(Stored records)
//! Source assets → hint-ladder map.

use crate::artifact::{LadderArtifact, LadderEntry, SourceAsset};
use crate::error::LadderError;
use crate::source::{LoadedSource, load_source};
use hintgate_kernel::{SourceRef, render_pretty_json, sha256_hex, write_atomic};
use std::collections::BTreeMap;
use std::path::{Path, PathBuf};

/// What one converter run claims to have written.
#[derive(Debug, Clone, PartialEq, Eq)]
pub struct ConvertReport {
    pub output_path: PathBuf,
    pub output_sha256: String,
    pub source_count: usize,
    pub unique_challenge_keys: usize,
}

impl ConvertReport {
    /// The converter's log line. Carries the self-reported output digest.
    pub fn log_line(&self) -> String {
        format!(
            "ladder-convert: wrote {} sha256={} challenges={}",
            self.output_path.display(),
            self.output_sha256,
            self.unique_challenge_keys
        )
    }
}

/// Assemble an artifact from already-loaded sources.
///
/// Sources are taken in `asset_id` order and entries are emitted in
/// `challenge_key` order, so input listing order never affects output bytes.
/// A challenge key declared twice is an error, never merged.
pub fn build_artifact(mut sources: Vec<LoadedSource>) -> Result<LadderArtifact, LadderError> {
    sources.sort_by(|a, b| a.asset.asset_id.cmp(&b.asset.asset_id));
    if let Some(pair) = sources
        .windows(2)
        .find(|pair| pair[0].asset.asset_id == pair[1].asset.asset_id)
    {
        return Err(LadderError::DuplicateAsset {
            asset_id: pair[0].asset.asset_id.clone(),
        });
    }

    let mut entries: BTreeMap<String, (String, LadderEntry)> = BTreeMap::new();
    let mut assets: Vec<SourceAsset> = Vec::with_capacity(sources.len());

    for source in sources {
        let asset_id = source.asset.asset_id.clone();
        for (index, ladder) in source.ladders.into_iter().enumerate() {
            let challenge_key = ladder.challenge_key.trim().to_string();
            if challenge_key.is_empty() {
                return Err(LadderError::EmptyChallengeKey { asset_id, index });
            }
            if let Some((first_asset, _)) = entries.get(&challenge_key) {
                return Err(LadderError::DuplicateChallengeKey {
                    challenge_key,
                    first_asset: first_asset.clone(),
                    second_asset: asset_id,
                });
            }
            if ladder.hints.is_empty() {
                return Err(LadderError::EmptyLadder {
                    asset_id,
                    challenge_key,
                });
            }

            let mut hints = Vec::with_capacity(ladder.hints.len());
            for (idx, hint) in ladder.hints.iter().enumerate() {
                let text = hint.trim();
                if text.is_empty() {
                    return Err(LadderError::EmptyHint {
                        asset_id,
                        challenge_key,
                        level: idx + 1,
                    });
                }
                hints.push(text.to_string());
            }

            let entry = LadderEntry::from_hints(challenge_key.clone(), hints);
            entries.insert(challenge_key, (asset_id.clone(), entry));
        }
        assets.push(source.asset);
    }

    let challenge_map = entries.into_values().map(|(_, entry)| entry).collect();
    Ok(LadderArtifact::new(assets, challenge_map))
}

/// Read every configured source and build the artifact.
pub fn convert(sources: &[SourceRef]) -> Result<LadderArtifact, LadderError> {
    let loaded = sources
        .iter()
        .map(load_source)
        .collect::<Result<Vec<_>, _>>()?;
    build_artifact(loaded)
}

/// Convert and fully replace `output` with the rendered artifact.
pub fn convert_to_path(
    sources: &[SourceRef],
    output: impl AsRef<Path>,
) -> Result<ConvertReport, LadderError> {
    let output = output.as_ref();
    let artifact = convert(sources)?;
    let rendered = render_pretty_json(&artifact).map_err(LadderError::Render)?;
    write_atomic(output, rendered.as_bytes()).map_err(|source| LadderError::Write {
        path: output.display().to_string(),
        source,
    })?;

    let report = ConvertReport {
        output_path: output.to_path_buf(),
        output_sha256: sha256_hex(rendered.as_bytes()),
        source_count: artifact.source_assets().len(),
        unique_challenge_keys: artifact.stats().unique_challenge_keys,
    };
    tracing::info!(
        output = %output.display(),
        sha256 = %report.output_sha256,
        challenges = report.unique_challenge_keys,
        "ladder artifact written"
    );
    Ok(report)
}
use crate::support::{EXIT_ERROR, EXIT_REJECTED, load_config_or_exit, render_json_payload};
use hintgate_ladder::{LadderError, convert_to_path};
use serde_json::json;

/// Content problems reject the sources; everything else is operational.
pub fn ladder_exit_code(error: &LadderError) -> i32 {
    match error {
        LadderError::Read { .. }
        | LadderError::ParseArtifact { .. }
        | LadderError::Render(_)
        | LadderError::Write { .. } => EXIT_ERROR,
        _ => EXIT_REJECTED,
    }
}

pub fn run(config: String, json_output: bool) {
    let config = load_config_or_exit(&config);
    let report = match convert_to_path(&config.ladder.sources, &config.ladder.output) {
        Ok(report) => report,
        Err(error) => {
            if json_output {
                render_json_payload(&json!({
                    "result": "rejected",
                    "error": error.to_string(),
                }));
            } else {
                println!("[ladder-convert] FAIL ({error})");
            }
            std::process::exit(ladder_exit_code(&error));
        }
    };

    if json_output {
        render_json_payload(&json!({
            "result": "accepted",
            "output_path": report.output_path.display().to_string(),
            "output_sha256": report.output_sha256,
            "source_count": report.source_count,
            "unique_challenge_keys": report.unique_challenge_keys,
        }));
    } else {
        println!("{}", report.log_line());
    }
}
//! Ladder artifact schema.
//!
//! Two views of the same JSON:
//! - [`LadderArtifact`] is what the converter produces. Its constructors make
//!   the invariants unrepresentable to break: levels are assigned 1..n,
//!   labels are derived from levels, and stats are computed.
//! - [`ArtifactDocument`] is what a reader gets back from disk. It carries
//!   every field verbatim so the verifier can see a hand-edited or drifted
//!   file exactly as written.

use crate::error::LadderError;
use serde::ser::SerializeStruct;
use serde::{Deserialize, Serialize, Serializer};
use std::fs;
use std::path::Path;

/// Bumped when the transformation algorithm changes.
pub const CONVERTER_POLICY_VERSION: &str = "ladder-converter-v1";

/// Bumped when the meaning of level ordering changes.
pub const POLICY_SEMANTICS_VERSION: &str = "hint-ladder-semantics-v1";

#[derive(Debug, Clone, PartialEq, Eq, Serialize, Deserialize)]
#[serde(deny_unknown_fields)]
pub struct SourceAsset {
    pub asset_id: String,
    pub raw_sha256: String,
}

/// One rung of a ladder. The label is always `H<level>`.
#[derive(Debug, Clone, PartialEq, Eq)]
pub struct HintLevel {
    level: usize,
    hint: String,
}

impl HintLevel {
    pub fn level(&self) -> usize {
        self.level
    }

    pub fn label(&self) -> String {
        format!("H{}", self.level)
    }

    pub fn hint(&self) -> &str {
        &self.hint
    }
}

impl Serialize for HintLevel {
    fn serialize<S: Serializer>(&self, serializer: S) -> Result<S::Ok, S::Error> {
        let mut state = serializer.serialize_struct("HintLevel", 3)?;
        state.serialize_field("level", &self.level)?;
        state.serialize_field("label", &self.label())?;
        state.serialize_field("hint", &self.hint)?;
        state.end()
    }
}

#[derive(Debug, Clone, PartialEq, Eq, Serialize)]
pub struct LadderEntry {
    challenge_key: String,
    hint_levels: Vec<HintLevel>,
}

impl LadderEntry {
    /// Levels are assigned from hint order, starting at 1.
    pub fn from_hints(challenge_key: impl Into<String>, hints: Vec<String>) -> Self {
        let hint_levels = hints
            .into_iter()
            .enumerate()
            .map(|(idx, hint)| HintLevel {
                level: idx + 1,
                hint,
            })
            .collect();
        Self {
            challenge_key: challenge_key.into(),
            hint_levels,
        }
    }

    pub fn challenge_key(&self) -> &str {
        &self.challenge_key
    }

    pub fn hint_levels(&self) -> &[HintLevel] {
        &self.hint_levels
    }

    pub fn max_level(&self) -> usize {
        self.hint_levels.len()
    }
}

#[derive(Debug, Clone, Copy, PartialEq, Eq, Serialize)]
pub struct LadderStats {
    pub unique_challenge_keys: usize,
}

#[derive(Debug, Clone, PartialEq, Eq, Serialize)]
pub struct LadderArtifact {
    converter_policy_version: String,
    policy_semantics_version: String,
    source_assets: Vec<SourceAsset>,
    challenge_map: Vec<LadderEntry>,
    stats: LadderStats,
}

impl LadderArtifact {
    /// Stamp versions and compute stats. Callers supply entries with
    /// distinct keys, in the order they should be written.
    pub fn new(source_assets: Vec<SourceAsset>, challenge_map: Vec<LadderEntry>) -> Self {
        let stats = LadderStats {
            unique_challenge_keys: challenge_map.len(),
        };
        Self {
            converter_policy_version: CONVERTER_POLICY_VERSION.to_string(),
            policy_semantics_version: POLICY_SEMANTICS_VERSION.to_string(),
            source_assets,
            challenge_map,
            stats,
        }
    }

    pub fn source_assets(&self) -> &[SourceAsset] {
        &self.source_assets
    }

    pub fn challenge_map(&self) -> &[LadderEntry] {
        &self.challenge_map
    }

    pub fn stats(&self) -> LadderStats {
        self.stats
    }
}

#[derive(Debug, Clone, PartialEq, Eq, Serialize, Deserialize)]
#[serde(deny_unknown_fields)]
pub struct DocumentHintLevel {
    pub level: i64,
    pub label: String,
    pub hint: String,
}

#[derive(Debug, Clone, PartialEq, Eq, Serialize, Deserialize)]
#[serde(deny_unknown_fields)]
pub struct DocumentEntry {
    pub challenge_key: String,
    pub hint_levels: Vec<DocumentHintLevel>,
}

#[derive(Debug, Clone, PartialEq, Eq, Serialize, Deserialize)]
#[serde(deny_unknown_fields)]
pub struct DocumentStats {
    pub unique_challenge_keys: i64,
}

/// The artifact as read back from disk, unvalidated.
#[derive(Debug, Clone, PartialEq, Eq, Serialize, Deserialize)]
#[serde(deny_unknown_fields)]
pub struct ArtifactDocument {
    pub converter_policy_version: String,
    pub policy_semantics_version: String,
    pub source_assets: Vec<SourceAsset>,
    pub challenge_map: Vec<DocumentEntry>,
    pub stats: DocumentStats,
}

impl ArtifactDocument {
    pub fn entry(&self, challenge_key: &str) -> Option<&DocumentEntry> {
        self.challenge_map
            .iter()
            .find(|entry| entry.challenge_key == challenge_key)
    }

    /// Hint text for `challenge_key` at `level`, if the ladder has that rung.
    pub fn hint(&self, challenge_key: &str, level: usize) -> Option<&str> {
        let level = i64::try_from(level).ok()?;
        self.entry(challenge_key)?
            .hint_levels
            .iter()
            .find(|rung| rung.level == level)
            .map(|rung| rung.hint.as_str())
    }
}

/// Read an artifact file into its unvalidated document form.
pub fn load_artifact_document(path: impl AsRef<Path>) -> Result<ArtifactDocument, LadderError> {
    let path = path.as_ref();
    let bytes = fs::read(path).map_err(|source| LadderError::Read {
        path: path.display().to_string(),
        source,
    })?;
    serde_json::from_slice(&bytes).map_err(|source| LadderError::ParseArtifact {
        path: path.display().to_string(),
        source,
    })
}

#[cfg(test)]
mod tests {
    use super::*;
    use serde_json::json;

    #[test]
    fn labels_are_derived_from_levels() {
        let entry = LadderEntry::from_hints(
            "select-1",
            vec!["look at the column list".into(), "check spelling".into()],
        );
        let levels: Vec<(usize, String)> = entry
            .hint_levels()
            .iter()
            .map(|rung| (rung.level(), rung.label()))
            .collect();
        assert_eq!(levels, vec![(1, "H1".to_string()), (2, "H2".to_string())]);
    }

    #[test]
    fn serialized_field_order_is_fixed() {
        let artifact = LadderArtifact::new(
            vec![SourceAsset {
                asset_id: "a.json".into(),
                raw_sha256: "0".repeat(64),
            }],
            vec![LadderEntry::from_hints("k", vec!["h".into()])],
        );
        let rendered = serde_json::to_string(&artifact).expect("serialize");
        assert_eq!(
            rendered,
            format!(
                "{{\"converter_policy_version\":\"{CONVERTER_POLICY_VERSION}\",\
                 \"policy_semantics_version\":\"{POLICY_SEMANTICS_VERSION}\",\
                 \"source_assets\":[{{\"asset_id\":\"a.json\",\"raw_sha256\":\"{}\"}}],\
                 \"challenge_map\":[{{\"challenge_key\":\"k\",\"hint_levels\":\
                 [{{\"level\":1,\"label\":\"H1\",\"hint\":\"h\"}}]}}],\
                 \"stats\":{{\"unique_challenge_keys\":1}}}}",
                "0".repeat(64)
            )
        );
    }

    #[test]
    fn document_round_trips_what_the_converter_writes() {
        let artifact = LadderArtifact::new(
            Vec::new(),
            vec![LadderEntry::from_hints("k", vec!["one".into(), "two".into()])],
        );
        let value = serde_json::to_value(&artifact).expect("serialize");
        let document: ArtifactDocument = serde_json::from_value(value).expect("deserialize");
        assert_eq!(document.hint("k", 2), Some("two"));
        assert_eq!(document.hint("k", 3), None);
        assert_eq!(document.hint("missing", 1), None);
        assert_eq!(document.stats.unique_challenge_keys, 1);
    }

    #[test]
    fn document_rejects_fields_outside_the_schema() {
        let stray_top = json!({
            "converter_policy_version": "v",
            "policy_semantics_version": "v",
            "source_assets": [],
            "challenge_map": [],
            "stats": {"unique_challenge_keys": 0},
            "generated_at": "2026-01-01T00:00:00Z"
        });
        let err = serde_json::from_value::<ArtifactDocument>(stray_top).expect_err("stray field");
        assert!(err.to_string().contains("generated_at"), "{err}");

        let stray_rung = json!({
            "converter_policy_version": "v",
            "policy_semantics_version": "v",
            "source_assets": [],
            "challenge_map": [{
                "challenge_key": "k",
                "hint_levels": [{"level": 1, "label": "H1", "hint": "x", "weight": 2}]
            }],
            "stats": {"unique_challenge_keys": 1}
        });
        let err = serde_json::from_value::<ArtifactDocument>(stray_rung).expect_err("stray field");
        assert!(err.to_string().contains("weight"), "{err}");
    }

    #[test]
    fn document_keeps_inconsistent_labels_verbatim() {
        let document: ArtifactDocument = serde_json::from_value(json!({
            "converter_policy_version": "v",
            "policy_semantics_version": "v",
            "source_assets": [],
            "challenge_map": [{
                "challenge_key": "k",
                "hint_levels": [{"level": 1, "label": "H7", "hint": "x"}]
            }],
            "stats": {"unique_challenge_keys": 1}
        }))
        .expect("deserialize");
        assert_eq!(document.challenge_map[0].hint_levels[0].label, "H7");
    }
}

*Assignment:* If a line in the entries contains "Bumped", copy it.

*Written answer:*
/// Bumped when the transformation algorithm changes.
/// Bumped when the meaning of level ordering changes.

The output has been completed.